Author + information
- George Joseph, MD, DM∗ ( and )
- Anoop Mathew, MD, DM
- ↵∗Reprint requests and correspondence:
Dr. George Joseph, Department of Cardiology, Christian Medical College, Vellore-632004, Tamil Nadu, India.
In Takayasu arteritis, obliteration of the vessel lumen by mural thrombus secondary to inflammatory changes in the vessel wall is common in the aortic arch branches; the thrombus gradually undergoes organization and becomes a fibrous mass within which multiple vascular channels develop. In some cases, these channels allow partial restoration of anterograde flow through the previously occluded artery segment (1). This phenomenon was seen angiographically in the common carotid arteries of a 43-year-old man who presented with dizziness, amaurosis fugax, and bilateral arm claudication.

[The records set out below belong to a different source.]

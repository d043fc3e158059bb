//! Stable snapshot hashing of the battle model for determinism checks.

use std::hash::Hasher;

use xxhash_rust::xxh3::Xxh3;

use super::*;

impl BattleController {
    pub fn snapshot_hash(&self) -> u64 {
        let model = &self.model;
        let mut hasher = Xxh3::new();
        hasher.write_u8(match model.phase {
            BattlePhase::PlayerSelect => 0,
            BattlePhase::PlayerResolve => 1,
            BattlePhase::EnemyReact => 2,
            BattlePhase::TurnEnd => 3,
            BattlePhase::BattleEnd => 4,
        });

        let player = model.player;
        for value in [player.hp, player.max_hp, player.atk, player.def, player.focus, player.max_focus]
        {
            hasher.write_u32(value);
        }
        let enemy = model.enemy;
        for value in [enemy.hp, enemy.max_hp, enemy.atk, enemy.def, enemy.mercy] {
            hasher.write_u32(value);
        }

        let emotion = model.emotion.state();
        hasher.write_i32(emotion.aggression);
        hasher.write_i32(emotion.trust);
        hasher.write_i32(emotion.confusion);

        hasher.write_u32(model.status.stunned_turns);
        hasher.write_u32(model.status.feared_turns);

        for turn in [model.telemetry.current(), model.telemetry.last_completed()] {
            hasher.write_u32(turn.strikes_attempted);
            hasher.write_u32(turn.strikes_missed);
            hasher.write_u32(turn.damage_dealt);
            hasher.write_u32(turn.damage_taken);
            hasher.write_u64(turn.dodge_duration_ms);
            hasher.write_u32(turn.grazes);
        }

        hasher.finish()
    }
}
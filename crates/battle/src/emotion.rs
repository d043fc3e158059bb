//! Three-axis emotional state of the enemy and the mood derived from it.
//! This module exists to keep every clamp on aggression/trust/confusion in one place.
//! It does not own mercy, which lives on the enemy stats.

use crate::config::EmotionTuning;
use crate::types::{EmotionState, InteractKind, Mood};

const AXIS_MIN: i32 = 0;
const AXIS_MAX: i32 = 100;
const MOOD_THRESHOLD: i32 = 60;

#[derive(Clone, Debug)]
pub struct EmotionSystem {
    state: EmotionState,
    tuning: EmotionTuning,
}

impl EmotionSystem {
    pub fn new(initial: EmotionState, tuning: EmotionTuning) -> Self {
        let mut system = Self { state: initial, tuning };
        system.clamp();
        system
    }

    pub fn state(&self) -> EmotionState {
        self.state
    }

    pub fn apply_interact(&mut self, kind: InteractKind) {
        let (aggression, trust, confusion) = match kind {
            InteractKind::Threaten => (10, -6, 2),
            InteractKind::Joke => (-4, 6, 4),
            InteractKind::Empathy => (-8, 10, -2),
            InteractKind::Analyze => (0, 0, 8),
        };
        self.shift(aggression, trust, confusion);
    }

    /// Adds the deltas to each axis, then clamps every axis to 0..=100.
    pub fn shift(&mut self, aggression: i32, trust: i32, confusion: i32) {
        self.state.aggression = self.state.aggression.saturating_add(aggression);
        self.state.trust = self.state.trust.saturating_add(trust);
        self.state.confusion = self.state.confusion.saturating_add(confusion);
        self.clamp();
    }

    pub fn mood(&self) -> Mood {
        if self.state.trust >= MOOD_THRESHOLD {
            Mood::Trusting
        } else if self.state.aggression >= MOOD_THRESHOLD {
            Mood::Aggressive
        } else {
            Mood::Neutral
        }
    }

    pub fn can_spare(&self) -> bool {
        self.state.trust >= self.tuning.trust_for_spare
            || self.state.confusion >= self.tuning.confusion_for_spare
    }

    fn clamp(&mut self) {
        self.state.aggression = self.state.aggression.clamp(AXIS_MIN, AXIS_MAX);
        self.state.trust = self.state.trust.clamp(AXIS_MIN, AXIS_MAX);
        self.state.confusion = self.state.confusion.clamp(AXIS_MIN, AXIS_MAX);
    }
}

#[cfg(test)]
mod tests {
    use super::*;
    use proptest::prelude::*;

    fn system(aggression: i32, trust: i32, confusion: i32) -> EmotionSystem {
        EmotionSystem::new(EmotionState { aggression, trust, confusion }, EmotionTuning::default())
    }

    fn any_kind() -> impl Strategy<Value = InteractKind> {
        prop_oneof![
            Just(InteractKind::Threaten),
            Just(InteractKind::Joke),
            Just(InteractKind::Empathy),
            Just(InteractKind::Analyze),
        ]
    }

    #[test]
    fn interact_deltas_match_table() {
        let mut emotion = system(50, 50, 50);
        emotion.apply_interact(InteractKind::Threaten);
        assert_eq!(emotion.state(), EmotionState { aggression: 60, trust: 44, confusion: 52 });

        let mut emotion = system(50, 50, 50);
        emotion.apply_interact(InteractKind::Joke);
        assert_eq!(emotion.state(), EmotionState { aggression: 46, trust: 56, confusion: 54 });

        let mut emotion = system(50, 50, 50);
        emotion.apply_interact(InteractKind::Empathy);
        assert_eq!(emotion.state(), EmotionState { aggression: 42, trust: 60, confusion: 48 });

        let mut emotion = system(50, 50, 50);
        emotion.apply_interact(InteractKind::Analyze);
        assert_eq!(emotion.state(), EmotionState { aggression: 50, trust: 50, confusion: 58 });
    }

    #[test]
    fn trust_takes_priority_over_aggression_for_mood() {
        assert_eq!(system(90, 60, 0).mood(), Mood::Trusting);
        assert_eq!(system(60, 59, 0).mood(), Mood::Aggressive);
        assert_eq!(system(59, 59, 100).mood(), Mood::Neutral);
    }

    #[test]
    fn spare_eligible_through_trust_or_confusion() {
        assert!(!system(0, 69, 69).can_spare());
        assert!(system(0, 70, 0).can_spare());
        assert!(system(0, 0, 70).can_spare());
    }

    #[test]
    fn construction_clamps_out_of_range_input() {
        let emotion = system(-5, 140, 30);
        assert_eq!(emotion.state(), EmotionState { aggression: 0, trust: 100, confusion: 30 });
    }

    proptest! {
        #[test]
        fn axes_stay_clamped_after_every_interaction(
            start in (0..=100i32, 0..=100i32, 0..=100i32),
            kinds in proptest::collection::vec(any_kind(), 0..64),
        ) {
            let mut emotion = system(start.0, start.1, start.2);
            for kind in kinds {
                emotion.apply_interact(kind);
                let state = emotion.state();
                for axis in [state.aggression, state.trust, state.confusion] {
                    prop_assert!((0..=100).contains(&axis));
                }
            }
        }
    }
}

He met 5 of the 6 American College of Rheumatology criteria for diagnosis of Takayasu arteritis (2) and had normal levels of inflammatory markers indicating inactive disease. Both common carotid arteries exhibited diseased segments containing tangles of corkscrew channels located within the expected confines of the vessel wall (Figures 1A, 1C, and 1E⇓) with limited anterograde flow through them. The subclavian arteries had long-segment occlusions bilaterally, but these were solid occlusions without angiographic evidence of vascular channels within them. After obtaining informed consent, the diseased common carotid artery segments were traversed by fine manipulation of 0.014-inch steerable hydrophilic wires, after which balloon dilation and self-expanding stent deployment resulted in replacement of the multiple vascular channels by a single large channel with normal anterograde flow (Figures 1B and 1D). Interventions on the 2 sides were performed 6 months apart without cerebral protection and were uncomplicated; the subclavian artery occlusive lesions were concurrently recanalized and stented using standard technique. Follow-up angiography after 2 years (Figure 1F) showed widely patent carotid stents and minor subclavian in-stent restenosis; the patient was asymptomatic over this period. In Takayasu arteritis patients with inactive disease, arterial lesions with angiographic evidence of multiple vascular channels inside the expected limits of the vessel wall with limited anterograde flow are indicative of chronic fibrous, partially recanalized occlusions that are amenable to successful percutaneous intervention.
The authors have reported that they have no relationships relevant to the contents of this paper to disclose.